Latoya Wiley, director of Budget and Analysis, has been chosen the October WSSU Staff Senate Employee of the Month. The award was created by the Staff Senate Employee Recognition Committee.
Beth Fain, assistant professor of OT, was a presenter at the Greater Winston-Salem Chamber of Commerce’s 17th annual Tech Briefing. The annual event, held at the Robert L. Strickland Center on Nov. 13, highlights innovators in Winston-Salem.
Foster Forrest, assistant director of public services for the C.G. O’Kelly Library, was the keynote speaker at the 2018 Access Services Conference held at the Georgia Tech Conference Center in Atlanta Nov. 14-16.
Lynn Millar, chair of the Department of Physical Therapy, was interviewed for an article in Reader’s Digest. The article focused on proven remedies for fast pain relief.
Socerey Speas, associate professor in the Department of Communications and Media Studies, was the keynote speaker at the Davie County NAACP annual Freedom Fund Banquet.
Faculty from the Department of History, Politics and Social Justice were speakers at the American Society of Criminology’s Annual Conference in Atlanta Nov. 13-16. Denise Nation, co-chair of the department an assistant professor, spoke on “Occupational Perceptions – From the Lens of Female Law Enforcement Officers: A Qualitative Analysis.” Jack Monell, associate professor and program coordinator of justice studies, spoke on policing minorities and the perception of police. Radscheda Nobles, assistant professor, chaired a roundtable session titled: “Collateral consequences: An In-depth Look at Challenges beyond the Sentence and Release” and spoke in three other roundtable discussions.
Sport Management Program
A team of four WSSU sport management students earned first place in the case study competition at the annual North Carolina Alliance for Athletics, Health, Physical Education, Recreation, Dance - Sports Management (NCAAHPERD-SM) Convention. WSSU’s team members were: Javondre Cole, a freshman from Portland, Oregon; Jojuan McCorke, a junior from Winston-Salem; Cameron Morris, a junior from Charlotte; and Erin Thompson, a junior from Hillsborough.
Also at the conference, Fatima Jackson, a senior from Prince George’s County, Maryland, finished second place in the “Sports Management Student of the Year” competition. For the competition, Jackson submitted a video resume highlighting achievements related to the sports management industry. Nine WSSU sport management students attended the convention, which was held Nov. 1-3 in Winston-Salem.
Simon Green Atkins Scholars Society
Sydney Sutton-Hyman, a senior biology major from Greensboro, won first place in the poster competition at the National Association of African American Honors Programs Conference. Sutton-Hyman’s poster detailed her research on mammary tumor cell line. The conference was held in Concord Nov. 14-17. Sutton-Hyman is the president of the Simon Green Atkins Scholars Society and a research assistant for Dr. Stephanie Dance-Barnes.

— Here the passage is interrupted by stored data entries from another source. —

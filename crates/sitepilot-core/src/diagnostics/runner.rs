//! Diagnostic run lifecycle.
//!
//! [`DiagnosticsRunner`] is a cheap, cloneable factory holding the store,
//! catalog and redactor. Each [`DiagnosticsRunner::start`] returns an
//! independent [`DiagnosticRun`] handle that owns the run's mutable state;
//! [`DiagnosticRun::finish`] consumes the handle, so a finished run cannot
//! be reported to again.
//!
//! Every mutation is persisted before the call returns. Storage errors are
//! never swallowed.

use std::sync::Arc;

use chrono::{DateTime, Utc};
use serde::Serialize;
use serde_json::Value;
use sitepilot_state::{DiagnosticPatch, DiagnosticRecord, DiagnosticStore, RunId, RunStatus};
use tracing::Instrument;

use super::catalog::StageCatalog;
use super::error::DiagnosticsError;
use super::executor::{ExecutorError, StageExecutor};
use super::redact::SecretRedactor;
use super::snapshot::ConfigSnapshot;
use crate::domain::{OverallStatus, ServiceDiagnosticConfig, StageResult, StageStatus};
use crate::metrics::METRICS;
use crate::obs;

pub type Result<T> = std::result::Result<T, DiagnosticsError>;

/// Runner behaviour switches.
#[derive(Debug, Clone, Copy, Default, PartialEq, Eq)]
pub struct RunnerOptions {
    /// Reject reports for stages outside the catalog instead of ignoring them.
    pub strict: bool,
}

/// Result of [`DiagnosticsRunner::run_diagnostics_for_service`].
#[derive(Debug, Clone, PartialEq, Serialize)]
pub struct DiagnosticOutcome {
    pub run_id: RunId,
    pub stages: Vec<StageResult>,
    pub status: OverallStatus,
}

/// Factory for diagnostic runs.
#[derive(Clone)]
pub struct DiagnosticsRunner {
    store: Arc<dyn DiagnosticStore>,
    catalog: Arc<StageCatalog>,
    redactor: Arc<SecretRedactor>,
    options: RunnerOptions,
}

impl DiagnosticsRunner {
    pub fn new(store: Arc<dyn DiagnosticStore>) -> Self {
        Self {
            store,
            catalog: Arc::new(StageCatalog::standard()),
            redactor: Arc::new(SecretRedactor::new()),
            options: RunnerOptions::default(),
        }
    }

    pub fn with_catalog(mut self, catalog: StageCatalog) -> Self {
        self.catalog = Arc::new(catalog);
        self
    }

    pub fn with_redactor(mut self, redactor: SecretRedactor) -> Self {
        self.redactor = Arc::new(redactor);
        self
    }

    pub fn with_options(mut self, options: RunnerOptions) -> Self {
        self.options = options;
        self
    }

    pub fn catalog(&self) -> &StageCatalog {
        &self.catalog
    }

    /// Begin a run: every catalog stage pending, initial record persisted.
    pub async fn start(&self, config: ServiceDiagnosticConfig) -> Result<DiagnosticRun> {
        let run_id = RunId::generate();
        let started_at = Utc::now();
        let stages: Vec<StageResult> = self.catalog.ids().map(StageResult::pending).collect();

        let record = DiagnosticRecord {
            run_id: run_id.clone(),
            service_id: config.service_id.clone(),
            service_name: config.service_name.clone(),
            site_id: config.site_id.clone(),
            status: RunStatus::Running,
            stages: serde_json::to_value(&stages)?,
            config_snapshot: None,
            started_at,
            finished_at: None,
            duration_ms: None,
        };
        self.store.create(record).await?;

        obs::emit_run_started(run_id.as_str(), &config.service_id, stages.len());
        METRICS.inc_runs_started();

        Ok(DiagnosticRun {
            run_id,
            config,
            stages,
            current_stage_index: 0,
            started_at,
            config_snapshot: None,
            store: Arc::clone(&self.store),
            catalog: Arc::clone(&self.catalog),
            redactor: Arc::clone(&self.redactor),
            options: self.options,
        })
    }

    /// Start a run, hand it to `executor`, and always finish it.
    ///
    /// If the executor fails with anything other than a runner error, the
    /// first still-pending stage is marked failed with the error's kind and
    /// message. Runner errors (storage, strict unknown stage) propagate.
    pub async fn run_diagnostics_for_service(
        &self,
        config: ServiceDiagnosticConfig,
        executor: &mut dyn StageExecutor,
    ) -> Result<DiagnosticOutcome> {
        let mut run = self.start(config).await?;
        let span = obs::run_span(run.run_id().as_str());

        async move {
            match executor.execute(&mut run).await {
                Ok(()) => {}
                Err(ExecutorError::Diagnostics(err)) => return Err(err),
                Err(err) => {
                    let pending = run.first_pending_stage().map(str::to_string);
                    obs::emit_executor_failed(
                        run.run_id().as_str(),
                        pending.as_deref(),
                        err.kind(),
                        &err,
                    );
                    if let Some(stage) = pending {
                        let details = serde_json::json!({
                            "error_type": err.kind(),
                            "message": err.to_string(),
                        });
                        run.fail_stage(stage.as_str(), err.to_string(), Some(details))
                            .await?;
                    }
                }
            }

            let status = run.compute_overall_status();
            let run_id = run.run_id().clone();
            let stages = run.finish(status).await?;
            Ok::<_, DiagnosticsError>(DiagnosticOutcome {
                run_id,
                stages,
                status,
            })
        }
        .instrument(span)
        .await
    }
}

/// One in-flight diagnostic run.
pub struct DiagnosticRun {
    run_id: RunId,
    config: ServiceDiagnosticConfig,
    stages: Vec<StageResult>,
    current_stage_index: usize,
    started_at: DateTime<Utc>,
    config_snapshot: Option<ConfigSnapshot>,
    store: Arc<dyn DiagnosticStore>,
    catalog: Arc<StageCatalog>,
    redactor: Arc<SecretRedactor>,
    options: RunnerOptions,
}

impl std::fmt::Debug for DiagnosticRun {
    fn fmt(&self, f: &mut std::fmt::Formatter<'_>) -> std::fmt::Result {
        f.debug_struct("DiagnosticRun")
            .field("run_id", &self.run_id)
            .field("service_id", &self.config.service_id)
            .field("stages", &self.stages)
            .field("current_stage_index", &self.current_stage_index)
            .field("started_at", &self.started_at)
            .finish_non_exhaustive()
    }
}

impl DiagnosticRun {
    pub fn run_id(&self) -> &RunId {
        &self.run_id
    }

    pub fn config(&self) -> &ServiceDiagnosticConfig {
        &self.config
    }

    /// Stages in catalog order.
    pub fn stages(&self) -> &[StageResult] {
        &self.stages
    }

    pub fn stage(&self, id: &str) -> Option<&StageResult> {
        self.catalog.index_of(id).and_then(|i| self.stages.get(i))
    }

    /// Index just past the most recently reported stage.
    pub fn current_stage_index(&self) -> usize {
        self.current_stage_index
    }

    pub fn started_at(&self) -> DateTime<Utc> {
        self.started_at
    }

    pub fn config_snapshot(&self) -> Option<&ConfigSnapshot> {
        self.config_snapshot.as_ref()
    }

    /// First stage, in catalog order, that has not been reported.
    pub fn first_pending_stage(&self) -> Option<&str> {
        self.stages
            .iter()
            .find(|s| s.status == StageStatus::Pending)
            .map(|s| s.stage.as_str())
    }

    pub async fn pass_stage(
        &mut self,
        stage: impl AsRef<str>,
        message: impl Into<String>,
        details: Option<Value>,
    ) -> Result<()> {
        self.report(stage.as_ref(), StageStatus::Pass, message.into(), details)
            .await
    }

    pub async fn fail_stage(
        &mut self,
        stage: impl AsRef<str>,
        message: impl Into<String>,
        details: Option<Value>,
    ) -> Result<()> {
        self.report(stage.as_ref(), StageStatus::Fail, message.into(), details)
            .await
    }

    pub async fn skip_stage(
        &mut self,
        stage: impl AsRef<str>,
        message: impl Into<String>,
    ) -> Result<()> {
        self.report(stage.as_ref(), StageStatus::Skipped, message.into(), None)
            .await
    }

    async fn report(
        &mut self,
        stage: &str,
        status: StageStatus,
        message: String,
        details: Option<Value>,
    ) -> Result<()> {
        let Some(index) = self.catalog.index_of(stage) else {
            obs::emit_unknown_stage(self.run_id.as_str(), stage);
            METRICS.inc_unknown_stages();
            if self.options.strict {
                return Err(DiagnosticsError::UnknownStage {
                    stage: stage.to_string(),
                });
            }
            return Ok(());
        };

        let now = Utc::now();
        // duration approximates stage time: measured from the nearest earlier
        // finished stage, or the run start
        let anchor = self.stages[..index]
            .iter()
            .rev()
            .find_map(|s| s.finished_at)
            .unwrap_or(self.started_at);
        let duration_ms = (now - anchor).num_milliseconds().max(0) as u64;

        let entry = &mut self.stages[index];
        entry.status = status;
        entry.message = message;
        entry.started_at = Some(anchor);
        entry.finished_at = Some(now);
        entry.duration_ms = Some(duration_ms);
        entry.details = details.map(|d| self.redactor.redact(&d));
        self.current_stage_index = index + 1;

        self.store
            .update(
                &self.run_id,
                DiagnosticPatch::stages(serde_json::to_value(&self.stages)?),
            )
            .await?;

        obs::emit_stage_reported(self.run_id.as_str(), stage, status.as_str(), duration_ms);
        METRICS.inc_stages_reported();
        Ok(())
    }

    /// Record which config keys are present, the base URL host and auth
    /// mode, plus up to five required output fields.
    pub async fn set_config_snapshot<S>(
        &mut self,
        present_keys: &[S],
        base_url: Option<&str>,
    ) -> Result<()>
    where
        S: AsRef<str> + Sync,
    {
        let snapshot = ConfigSnapshot::new(
            present_keys,
            base_url,
            self.config.auth_mode,
            &self.config.required_output_fields,
        );
        let value = self.redactor.redact(&serde_json::to_value(&snapshot)?);
        self.store
            .update(&self.run_id, DiagnosticPatch::config_snapshot(value))
            .await?;
        self.config_snapshot = Some(snapshot);
        Ok(())
    }

    pub fn compute_overall_status(&self) -> OverallStatus {
        OverallStatus::from_stages(&self.stages)
    }

    /// Seal the run with `status` and return its stages.
    pub async fn finish(self, status: OverallStatus) -> Result<Vec<StageResult>> {
        let finished_at = Utc::now();
        let duration_ms = (finished_at - self.started_at).num_milliseconds().max(0) as u64;

        let patch = DiagnosticPatch {
            stages: Some(serde_json::to_value(&self.stages)?),
            status: Some(status.into()),
            finished_at: Some(finished_at),
            duration_ms: Some(duration_ms),
            ..DiagnosticPatch::default()
        };
        self.store.update(&self.run_id, patch).await?;

        obs::emit_run_finished(self.run_id.as_str(), status.as_str(), duration_ms);
        METRICS.inc_runs_finished();
        Ok(self.stages)
    }
}
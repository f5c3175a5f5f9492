//! Per-stage results and the aggregate run status.

use chrono::{DateTime, Utc};
use serde::{Deserialize, Serialize};
use sitepilot_state::{DiagnosticRecord, RunStatus};

/// Status of one diagnostic stage.
#[derive(Debug, Clone, Copy, Serialize, Deserialize, PartialEq, Eq, Hash)]
#[serde(rename_all = "snake_case")]
pub enum StageStatus {
    Pending,
    Pass,
    Fail,
    Skipped,
}

impl StageStatus {
    pub fn as_str(&self) -> &'static str {
        match self {
            StageStatus::Pending => "pending",
            StageStatus::Pass => "pass",
            StageStatus::Fail => "fail",
            StageStatus::Skipped => "skipped",
        }
    }

    pub fn is_terminal(&self) -> bool {
        !matches!(self, StageStatus::Pending)
    }
}

impl std::fmt::Display for StageStatus {
    fn fmt(&self, f: &mut std::fmt::Formatter<'_>) -> std::fmt::Result {
        f.write_str(self.as_str())
    }
}

/// Outcome of a single stage within a diagnostic run.
#[derive(Debug, Clone, Serialize, Deserialize, PartialEq)]
pub struct StageResult {
    /// Catalog identifier of the stage.
    pub stage: String,
    pub status: StageStatus,
    pub message: String,
    #[serde(default, skip_serializing_if = "Option::is_none")]
    pub started_at: Option<DateTime<Utc>>,
    #[serde(default, skip_serializing_if = "Option::is_none")]
    pub finished_at: Option<DateTime<Utc>>,
    /// Time since the previous stage finished (or the run started).
    #[serde(default, skip_serializing_if = "Option::is_none")]
    pub duration_ms: Option<u64>,
    /// Redacted supporting data.
    #[serde(default, skip_serializing_if = "Option::is_none")]
    pub details: Option<serde_json::Value>,
}

impl StageResult {
    pub fn pending(stage: impl Into<String>) -> Self {
        Self {
            stage: stage.into(),
            status: StageStatus::Pending,
            message: String::new(),
            started_at: None,
            finished_at: None,
            duration_ms: None,
            details: None,
        }
    }
}

/// Aggregate status of a finished run.
#[derive(Debug, Clone, Copy, Serialize, Deserialize, PartialEq, Eq, Hash)]
#[serde(rename_all = "lowercase")]
pub enum OverallStatus {
    Pass,
    Partial,
    Fail,
}

impl OverallStatus {
    /// Fail if any stage failed; pass if every stage passed or was skipped;
    /// partial otherwise.
    pub fn from_stages(stages: &[StageResult]) -> Self {
        if stages.iter().any(|s| s.status == StageStatus::Fail) {
            OverallStatus::Fail
        } else if stages
            .iter()
            .all(|s| matches!(s.status, StageStatus::Pass | StageStatus::Skipped))
        {
            OverallStatus::Pass
        } else {
            OverallStatus::Partial
        }
    }

    pub fn as_str(&self) -> &'static str {
        match self {
            OverallStatus::Pass => "pass",
            OverallStatus::Partial => "partial",
            OverallStatus::Fail => "fail",
        }
    }
}

impl std::fmt::Display for OverallStatus {
    fn fmt(&self, f: &mut std::fmt::Formatter<'_>) -> std::fmt::Result {
        f.write_str(self.as_str())
    }
}

impl From<OverallStatus> for RunStatus {
    fn from(status: OverallStatus) -> Self {
        match status {
            OverallStatus::Pass => RunStatus::Pass,
            OverallStatus::Partial => RunStatus::Partial,
            OverallStatus::Fail => RunStatus::Fail,
        }
    }
}

/// Decode the stage array persisted on a [`DiagnosticRecord`].
pub trait StageResultsExt {
    fn stage_results(&self) -> Result<Vec<StageResult>, serde_json::Error>;
}

impl StageResultsExt for DiagnosticRecord {
    fn stage_results(&self) -> Result<Vec<StageResult>, serde_json::Error> {
        serde_json::from_value(self.stages.clone())
    }
}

Department of Computer Science
Two WSSU computer science majors attended the Sixth annual UNCF HBCU Innovation Summit in Silicon Valley on Oct. 10-13. Alexus Deese, a senior from Charlotte, and Joel Evans, a senior from Durham, were among 150 HBCU students chosen for the summit. UNCF covered all expenses for the summit. The summit included a tech company tours, startup tech entrepreneurship workshops, and career fairs. The program is open to HBCU students in technology fields.